Several times since I’ve started writing, I’ve lost pages. I’m sure you have too, unless you’re a genius and extremely diligent to boot. I’ve found that I’m neither. While losing pages isn’t the end of the world, it can also  be a benefit. More about that below–and some suggestions to make sure that losing those pages is intentional.

When I was a new writer and had never lost pages, I didn’t think that much about having a back-up. Big mistake.

One file on one computer.

1 + 1 = 0

It was the first book I’d ever written. My computer died, probably because I was pounding away for hours every night. I was so ecstatic to find out that my husband had backed up our entire computer a couple weeks before that. Still. Poof! I lost 100 pages.

Once, when I was in a hurry, I cut and pasted a section into my full document. What I realized only when I reopened it the next day–I’d accidentally pressed CTRL+A somehow and deleted everything but what I’d pasted. Poof! 5,400 words gone.

Once, I was at a retreat with no internet. I’d been saving my work before that with an online back-up program and so I just saved it at the retreat, thinking I would sync it as soon as I got back. Poof! 23,000 words gone.

Ultimately, the pages were rewritten, and in every single case, they were better for it. When I realized this, I took a book that I’d shelved, wrote down every scene I could remember about it without going back and reviewing it, and that became my outline. The only things I remembered were the important and exciting and poignant parts.
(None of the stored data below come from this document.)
use std::sync::Arc;

use chrono::{DateTime, Utc};
use tracing::{debug, warn};

use sentinel_core::{
    constants::{ERROR_COUNT_UPPER, LATENCY_BASE_MS, LATENCY_JITTER_MS, REQUEST_COUNT_UPPER},
    models::NewMetricSample,
    traits::{Clock, RandomSource, TelemetryRepository},
};
use sentinel_infrastructure::{MetricsCollector, StructuredLogger};

/// 一次指标生成的结果
#[derive(Debug, Clone, Default, PartialEq, Eq)]
pub struct SynthesisReport {
    pub samples_written: usize,
    /// 写入失败的服务
    pub failed_services: Vec<String>,
}

/// 指标合成器
///
/// 每个周期为每个服务写入一条延迟样本、一条 200 请求数样本，
/// 并以配置的概率追加一条 500 请求数样本。
pub struct MetricSynthesizer {
    telemetry: Arc<dyn TelemetryRepository>,
    clock: Arc<dyn Clock>,
    random: Arc<dyn RandomSource>,
    services: Vec<String>,
    error_probability: f64,
    metrics: MetricsCollector,
}

impl MetricSynthesizer {
    pub fn new(
        telemetry: Arc<dyn TelemetryRepository>,
        clock: Arc<dyn Clock>,
        random: Arc<dyn RandomSource>,
        services: Vec<String>,
        error_probability: f64,
        metrics: MetricsCollector,
    ) -> Self {
        Self {
            telemetry,
            clock,
            random,
            services,
            error_probability,
            metrics,
        }
    }

    pub fn services(&self) -> &[String] {
        &self.services
    }

    /// 生成单个服务本周期的样本
    pub fn samples_for(&self, service: &str, now: DateTime<Utc>) -> Vec<NewMetricSample> {
        let latency = self
            .random
            .range_f64(LATENCY_BASE_MS, LATENCY_BASE_MS + LATENCY_JITTER_MS);
        let requests = self.random.below(REQUEST_COUNT_UPPER) as f64;

        let mut samples = vec![
            NewMetricSample::request_duration(service, latency, now),
            NewMetricSample::requests_total(service, "200", requests, now),
        ];

        if self.random.chance(self.error_probability) {
            let errors = self.random.below(ERROR_COUNT_UPPER) as f64;
            samples.push(NewMetricSample::requests_total(service, "500", errors, now));
        }

        samples
    }

    /// 为所有服务写入本周期样本，单个服务失败不影响其他服务
    pub async fn synthesize(&self) -> SynthesisReport {
        let now = self.clock.now();
        let mut report = SynthesisReport::default();

        for service in &self.services {
            let mut written = 0;
            let mut failed = false;

            for sample in self.samples_for(service, now) {
                match self.telemetry.append_metric(&sample).await {
                    Ok(()) => written += 1,
                    Err(e) => {
                        warn!("写入服务 {} 的指标 {} 失败: {}", service, sample.name, e);
                        StructuredLogger::log_store_error("metric_synthesizer", "append_metric", &e);
                        self.metrics.record_store_error("append_metric");
                        failed = true;
                        break;
                    }
                }
            }

            report.samples_written += written;
            self.metrics.record_samples_written(service, written as u64);
            if failed {
                report.failed_services.push(service.clone());
            }
        }

        debug!(
            "指标生成完成: 写入 {} 条，失败服务 {} 个",
            report.samples_written,
            report.failed_services.len()
        );
        report
    }
}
Now, if I write a book and can’t figure out what’s wrong, I shelve it for a while and then write down every scene I can remember. Put that up against a plot outline (like on this post, here), and It helps me filter out what isn’t important and what I’m missing all at the same time.

Some writers write this way. It’s free form, backstory, no rules on the first draft. Then they let it sit for a while, make an outline from what they remember, and write the second draft from that without peeking. The amazing thing about this method: You only have in there what the reader needs in order to understand the story, because you’ve already told it to yourself as the author. Another thing that happens is that you know the characters so well, the little things about them come out organically instead of feeling like devices or dropped in at random.

It’s a lot of words. It takes time. It’s not for everyone. But here’s something that is…

Ways to Make Sure You’re Backed Up:

First, use multiple methods. Have a second or third hard copy as well as an online backup. That way, if you’re away from your computer or there’s a hurricane and you have to evacuate, this is one thing you won’t have to stress about.

Second, get in the habit of backing up files every day. More if you feel the need.

If you use Google Docs…

The document gets saved automatically to the cloud at a specified interval.

If you use Word and Windows 10…

You can have Word documents automatically saved to a folder at a specified interval.
Select the Start​  button, select Settings  > Update & security  > Backup  > Add a drive, and then choose an  drive or network location for your backups.
Backup settings page

All set. Every hour, we’ll back up everything in your user folder (C:\Users\username). To change which files get backed up or how often backups happen, go to More options.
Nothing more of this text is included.